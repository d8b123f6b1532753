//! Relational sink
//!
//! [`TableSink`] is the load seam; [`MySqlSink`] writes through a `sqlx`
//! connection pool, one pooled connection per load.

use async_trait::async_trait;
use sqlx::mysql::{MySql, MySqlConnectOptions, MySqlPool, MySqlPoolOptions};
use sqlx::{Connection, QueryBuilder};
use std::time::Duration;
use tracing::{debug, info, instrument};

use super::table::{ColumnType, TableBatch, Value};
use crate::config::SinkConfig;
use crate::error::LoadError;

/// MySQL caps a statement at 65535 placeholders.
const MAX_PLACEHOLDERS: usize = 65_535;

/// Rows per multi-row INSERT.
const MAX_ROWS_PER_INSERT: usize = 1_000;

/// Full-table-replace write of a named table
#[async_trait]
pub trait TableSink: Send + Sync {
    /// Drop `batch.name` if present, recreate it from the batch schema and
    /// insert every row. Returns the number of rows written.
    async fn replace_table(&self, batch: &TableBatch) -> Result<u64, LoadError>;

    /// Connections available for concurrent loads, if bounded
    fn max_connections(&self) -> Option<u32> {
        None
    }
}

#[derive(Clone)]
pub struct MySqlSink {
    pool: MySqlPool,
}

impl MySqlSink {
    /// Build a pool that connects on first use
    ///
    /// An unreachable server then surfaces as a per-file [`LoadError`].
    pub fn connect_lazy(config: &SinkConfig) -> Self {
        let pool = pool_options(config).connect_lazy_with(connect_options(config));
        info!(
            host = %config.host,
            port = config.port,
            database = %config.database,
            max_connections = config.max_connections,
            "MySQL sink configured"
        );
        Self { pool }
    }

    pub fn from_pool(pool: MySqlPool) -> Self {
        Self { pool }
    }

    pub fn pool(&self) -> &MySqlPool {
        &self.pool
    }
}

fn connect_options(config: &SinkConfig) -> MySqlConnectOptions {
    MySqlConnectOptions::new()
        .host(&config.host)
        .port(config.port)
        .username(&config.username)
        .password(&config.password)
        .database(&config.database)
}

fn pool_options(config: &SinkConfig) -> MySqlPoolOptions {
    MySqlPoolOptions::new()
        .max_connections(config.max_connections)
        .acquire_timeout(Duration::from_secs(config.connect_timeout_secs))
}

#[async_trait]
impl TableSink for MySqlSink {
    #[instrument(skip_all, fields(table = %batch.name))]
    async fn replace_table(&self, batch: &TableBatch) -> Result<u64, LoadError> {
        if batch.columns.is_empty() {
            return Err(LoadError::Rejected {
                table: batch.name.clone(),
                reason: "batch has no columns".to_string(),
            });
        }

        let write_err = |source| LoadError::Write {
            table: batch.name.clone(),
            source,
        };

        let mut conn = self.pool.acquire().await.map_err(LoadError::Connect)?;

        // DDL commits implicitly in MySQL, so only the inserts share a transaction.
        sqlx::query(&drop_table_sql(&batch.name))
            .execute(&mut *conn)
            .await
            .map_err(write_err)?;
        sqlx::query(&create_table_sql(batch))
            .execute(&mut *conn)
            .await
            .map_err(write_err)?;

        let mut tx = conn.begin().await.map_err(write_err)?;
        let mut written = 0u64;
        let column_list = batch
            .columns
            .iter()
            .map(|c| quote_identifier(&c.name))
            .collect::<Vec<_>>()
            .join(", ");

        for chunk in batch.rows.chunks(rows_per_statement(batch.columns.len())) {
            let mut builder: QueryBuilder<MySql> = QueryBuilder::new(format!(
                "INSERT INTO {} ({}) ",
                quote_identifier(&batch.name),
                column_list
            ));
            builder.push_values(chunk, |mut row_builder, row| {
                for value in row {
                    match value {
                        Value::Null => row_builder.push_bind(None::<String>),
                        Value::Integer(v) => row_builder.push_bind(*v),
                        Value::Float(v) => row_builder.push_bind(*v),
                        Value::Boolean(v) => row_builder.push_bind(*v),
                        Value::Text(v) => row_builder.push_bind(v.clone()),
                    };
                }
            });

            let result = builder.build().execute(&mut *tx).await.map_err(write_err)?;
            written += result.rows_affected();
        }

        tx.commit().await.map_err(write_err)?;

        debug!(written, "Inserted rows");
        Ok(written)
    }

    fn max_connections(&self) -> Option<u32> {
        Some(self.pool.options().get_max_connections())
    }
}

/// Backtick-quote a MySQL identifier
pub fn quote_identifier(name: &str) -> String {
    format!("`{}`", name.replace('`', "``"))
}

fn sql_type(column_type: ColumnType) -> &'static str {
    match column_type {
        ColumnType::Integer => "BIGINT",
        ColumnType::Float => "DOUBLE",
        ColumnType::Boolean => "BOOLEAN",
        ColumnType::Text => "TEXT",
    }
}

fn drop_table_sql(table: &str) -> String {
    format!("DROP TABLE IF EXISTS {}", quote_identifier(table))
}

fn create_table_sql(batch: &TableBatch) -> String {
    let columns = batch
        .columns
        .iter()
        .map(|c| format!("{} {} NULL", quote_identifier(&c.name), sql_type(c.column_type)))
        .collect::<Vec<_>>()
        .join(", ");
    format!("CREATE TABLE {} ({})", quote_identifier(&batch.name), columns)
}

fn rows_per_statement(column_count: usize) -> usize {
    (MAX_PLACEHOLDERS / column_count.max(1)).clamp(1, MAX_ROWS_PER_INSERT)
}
**********
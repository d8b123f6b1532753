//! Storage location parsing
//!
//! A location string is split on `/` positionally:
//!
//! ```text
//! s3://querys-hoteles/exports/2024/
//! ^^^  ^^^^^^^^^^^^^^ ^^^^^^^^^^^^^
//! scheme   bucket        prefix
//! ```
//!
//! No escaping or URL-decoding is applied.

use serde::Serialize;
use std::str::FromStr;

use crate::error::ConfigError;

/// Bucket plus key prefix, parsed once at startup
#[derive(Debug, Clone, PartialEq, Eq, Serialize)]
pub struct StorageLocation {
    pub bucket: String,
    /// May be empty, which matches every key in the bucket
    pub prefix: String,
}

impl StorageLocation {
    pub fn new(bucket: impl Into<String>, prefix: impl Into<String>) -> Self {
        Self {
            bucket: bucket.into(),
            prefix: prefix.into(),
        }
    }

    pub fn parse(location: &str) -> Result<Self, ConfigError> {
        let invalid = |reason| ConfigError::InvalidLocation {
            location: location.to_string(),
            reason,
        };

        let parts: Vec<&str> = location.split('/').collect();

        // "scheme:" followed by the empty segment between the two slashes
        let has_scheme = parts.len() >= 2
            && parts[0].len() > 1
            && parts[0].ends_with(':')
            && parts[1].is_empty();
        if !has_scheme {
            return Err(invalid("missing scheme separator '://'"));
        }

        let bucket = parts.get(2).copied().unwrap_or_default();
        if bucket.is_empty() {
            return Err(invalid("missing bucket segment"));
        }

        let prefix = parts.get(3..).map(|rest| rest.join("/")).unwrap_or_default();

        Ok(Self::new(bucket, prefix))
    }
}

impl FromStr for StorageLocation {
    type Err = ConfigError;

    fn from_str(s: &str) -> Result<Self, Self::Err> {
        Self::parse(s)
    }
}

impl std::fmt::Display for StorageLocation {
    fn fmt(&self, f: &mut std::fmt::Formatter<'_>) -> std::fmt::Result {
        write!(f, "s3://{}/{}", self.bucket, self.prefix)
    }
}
**********
Prompt
All lines with the word "reason" should be copied from the material above.

Solution
                reason: "batch has no columns".to_string(),
        let invalid = |reason| ConfigError::InvalidLocation {
            reason,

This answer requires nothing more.